(Records excerpted from a collection)
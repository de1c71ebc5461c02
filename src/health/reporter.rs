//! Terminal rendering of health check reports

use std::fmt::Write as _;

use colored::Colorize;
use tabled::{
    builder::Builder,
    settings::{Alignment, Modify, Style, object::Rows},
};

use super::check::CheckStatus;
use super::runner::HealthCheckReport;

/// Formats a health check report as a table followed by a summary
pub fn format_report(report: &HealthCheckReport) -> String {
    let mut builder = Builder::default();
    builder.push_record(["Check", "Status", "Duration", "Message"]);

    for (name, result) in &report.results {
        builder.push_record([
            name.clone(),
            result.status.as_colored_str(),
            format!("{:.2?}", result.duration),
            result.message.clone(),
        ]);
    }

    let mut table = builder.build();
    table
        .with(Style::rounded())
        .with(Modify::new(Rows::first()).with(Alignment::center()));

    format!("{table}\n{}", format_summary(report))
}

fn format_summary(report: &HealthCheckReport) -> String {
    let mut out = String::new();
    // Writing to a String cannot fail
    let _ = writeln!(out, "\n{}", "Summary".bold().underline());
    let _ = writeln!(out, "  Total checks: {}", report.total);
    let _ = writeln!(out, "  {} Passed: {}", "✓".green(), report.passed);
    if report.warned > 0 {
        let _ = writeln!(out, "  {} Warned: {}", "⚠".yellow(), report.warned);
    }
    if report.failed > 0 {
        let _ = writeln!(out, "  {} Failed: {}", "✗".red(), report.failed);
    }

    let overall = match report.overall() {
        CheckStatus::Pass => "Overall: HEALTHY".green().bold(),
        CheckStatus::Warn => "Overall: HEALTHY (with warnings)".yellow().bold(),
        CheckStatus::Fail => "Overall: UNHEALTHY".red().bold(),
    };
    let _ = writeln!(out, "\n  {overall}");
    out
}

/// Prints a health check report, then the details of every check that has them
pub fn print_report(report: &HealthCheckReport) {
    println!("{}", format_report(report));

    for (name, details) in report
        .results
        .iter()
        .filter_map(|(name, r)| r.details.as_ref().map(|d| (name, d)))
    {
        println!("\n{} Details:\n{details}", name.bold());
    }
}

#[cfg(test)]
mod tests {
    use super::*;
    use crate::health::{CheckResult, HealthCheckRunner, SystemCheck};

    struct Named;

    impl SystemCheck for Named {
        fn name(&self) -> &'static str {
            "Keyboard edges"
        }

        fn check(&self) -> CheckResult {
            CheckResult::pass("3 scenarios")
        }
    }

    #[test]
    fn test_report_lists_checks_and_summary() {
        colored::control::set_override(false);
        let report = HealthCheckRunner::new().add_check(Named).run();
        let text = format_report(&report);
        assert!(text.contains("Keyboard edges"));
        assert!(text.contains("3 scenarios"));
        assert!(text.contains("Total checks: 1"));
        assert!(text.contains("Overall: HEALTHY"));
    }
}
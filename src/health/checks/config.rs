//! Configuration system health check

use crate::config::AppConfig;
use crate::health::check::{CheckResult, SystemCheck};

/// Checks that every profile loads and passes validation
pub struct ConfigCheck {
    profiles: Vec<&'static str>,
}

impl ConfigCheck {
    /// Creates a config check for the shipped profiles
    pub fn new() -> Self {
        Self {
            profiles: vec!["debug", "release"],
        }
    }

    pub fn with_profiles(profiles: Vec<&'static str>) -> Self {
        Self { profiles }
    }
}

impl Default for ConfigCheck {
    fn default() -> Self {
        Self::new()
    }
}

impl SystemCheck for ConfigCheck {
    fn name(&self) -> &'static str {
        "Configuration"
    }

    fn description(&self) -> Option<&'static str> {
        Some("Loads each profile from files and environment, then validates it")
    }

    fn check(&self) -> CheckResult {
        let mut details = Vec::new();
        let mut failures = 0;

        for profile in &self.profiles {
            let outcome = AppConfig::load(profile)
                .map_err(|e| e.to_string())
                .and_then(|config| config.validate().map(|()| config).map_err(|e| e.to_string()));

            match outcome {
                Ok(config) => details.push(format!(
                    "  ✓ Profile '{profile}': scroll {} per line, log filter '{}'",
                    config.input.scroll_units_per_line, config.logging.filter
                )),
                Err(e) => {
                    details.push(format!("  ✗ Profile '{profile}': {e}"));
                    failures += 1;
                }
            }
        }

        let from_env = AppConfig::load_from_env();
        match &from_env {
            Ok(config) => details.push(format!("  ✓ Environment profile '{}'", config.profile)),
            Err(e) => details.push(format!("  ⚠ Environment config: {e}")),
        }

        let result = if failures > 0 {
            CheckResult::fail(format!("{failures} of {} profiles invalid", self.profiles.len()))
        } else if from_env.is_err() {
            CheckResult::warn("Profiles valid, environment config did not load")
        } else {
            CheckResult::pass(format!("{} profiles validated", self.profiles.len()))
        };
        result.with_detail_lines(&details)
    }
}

» **Exercise requirements**:
The answer must be all of the entries, restated exactly.

» **Task response**:
repository de1c71ebc5461c02
filename src/health/reporter.rs
//! Terminal rendering of health check reports

use std::fmt::Write as _;

use colored::Colorize;
use tabled::{
    builder::Builder,
    settings::{Alignment, Modify, Style, object::Rows},
};

use super::check::CheckStatus;
use super::runner::HealthCheckReport;

/// Formats a health check report as a table followed by a summary
pub fn format_report(report: &HealthCheckReport) -> String {
    let mut builder = Builder::default();
    builder.push_record(["Check", "Status", "Duration", "Message"]);

    for (name, result) in &report.results {
        builder.push_record([
            name.clone(),
            result.status.as_colored_str(),
            format!("{:.2?}", result.duration),
            result.message.clone(),
        ]);
    }

    let mut table = builder.build();
    table
        .with(Style::rounded())
        .with(Modify::new(Rows::first()).with(Alignment::center()));

    format!("{table}\n{}", format_summary(report))
}

fn format_summary(report: &HealthCheckReport) -> String {
    let mut out = String::new();
    // Writing to a String cannot fail
    let _ = writeln!(out, "\n{}", "Summary".bold().underline());
    let _ = writeln!(out, "  Total checks: {}", report.total);
    let _ = writeln!(out, "  {} Passed: {}", "✓".green(), report.passed);
    if report.warned > 0 {
        let _ = writeln!(out, "  {} Warned: {}", "⚠".yellow(), report.warned);
    }
    if report.failed > 0 {
        let _ = writeln!(out, "  {} Failed: {}", "✗".red(), report.failed);
    }

    let overall = match report.overall() {
        CheckStatus::Pass => "Overall: HEALTHY".green().bold(),
        CheckStatus::Warn => "Overall: HEALTHY (with warnings)".yellow().bold(),
        CheckStatus::Fail => "Overall: UNHEALTHY".red().bold(),
    };
    let _ = writeln!(out, "\n  {overall}");
    out
}

/// Prints a health check report, then the details of every check that has them
pub fn print_report(report: &HealthCheckReport) {
    println!("{}", format_report(report));

    for (name, details) in report
        .results
        .iter()
        .filter_map(|(name, r)| r.details.as_ref().map(|d| (name, d)))
    {
        println!("\n{} Details:\n{details}", name.bold());
    }
}

#[cfg(test)]
mod tests {
    use super::*;
    use crate::health::{CheckResult, HealthCheckRunner, SystemCheck};

    struct Named;

    impl SystemCheck for Named {
        fn name(&self) -> &'static str {
            "Keyboard edges"
        }

        fn check(&self) -> CheckResult {
            CheckResult::pass("3 scenarios")
        }
    }

    #[test]
    fn test_report_lists_checks_and_summary() {
        colored::control::set_override(false);
        let report = HealthCheckRunner::new().add_check(Named).run();
        let text = format_report(&report);
        assert!(text.contains("Keyboard edges"));
        assert!(text.contains("3 scenarios"));
        assert!(text.contains("Total checks: 1"));
        assert!(text.contains("Overall: HEALTHY"));
    }
}
filename src/health/checks/config.rs
//! Configuration system health check

use crate::config::AppConfig;
use crate::health::check::{CheckResult, SystemCheck};

/// Checks that every profile loads and passes validation
pub struct ConfigCheck {
    profiles: Vec<&'static str>,
}

impl ConfigCheck {
    /// Creates a config check for the shipped profiles
    pub fn new() -> Self {
        Self {
            profiles: vec!["debug", "release"],
        }
    }

    pub fn with_profiles(profiles: Vec<&'static str>) -> Self {
        Self { profiles }
    }
}

impl Default for ConfigCheck {
    fn default() -> Self {
        Self::new()
    }
}

impl SystemCheck for ConfigCheck {
    fn name(&self) -> &'static str {
        "Configuration"
    }

    fn description(&self) -> Option<&'static str> {
        Some("Loads each profile from files and environment, then validates it")
    }

    fn check(&self) -> CheckResult {
        let mut details = Vec::new();
        let mut failures = 0;

        for profile in &self.profiles {
            let outcome = AppConfig::load(profile)
                .map_err(|e| e.to_string())
                .and_then(|config| config.validate().map(|()| config).map_err(|e| e.to_string()));

            match outcome {
                Ok(config) => details.push(format!(
                    "  ✓ Profile '{profile}': scroll {} per line, log filter '{}'",
                    config.input.scroll_units_per_line, config.logging.filter
                )),
                Err(e) => {
                    details.push(format!("  ✗ Profile '{profile}': {e}"));
                    failures += 1;
                }
            }
        }

        let from_env = AppConfig::load_from_env();
        match &from_env {
            Ok(config) => details.push(format!("  ✓ Environment profile '{}'", config.profile)),
            Err(e) => details.push(format!("  ⚠ Environment config: {e}")),
        }

        let result = if failures > 0 {
            CheckResult::fail(format!("{failures} of {} profiles invalid", self.profiles.len()))
        } else if from_env.is_err() {
            CheckResult::warn("Profiles valid, environment config did not load")
        } else {
            CheckResult::pass(format!("{} profiles validated", self.profiles.len()))
        };
        result.with_detail_lines(&details)
    }
}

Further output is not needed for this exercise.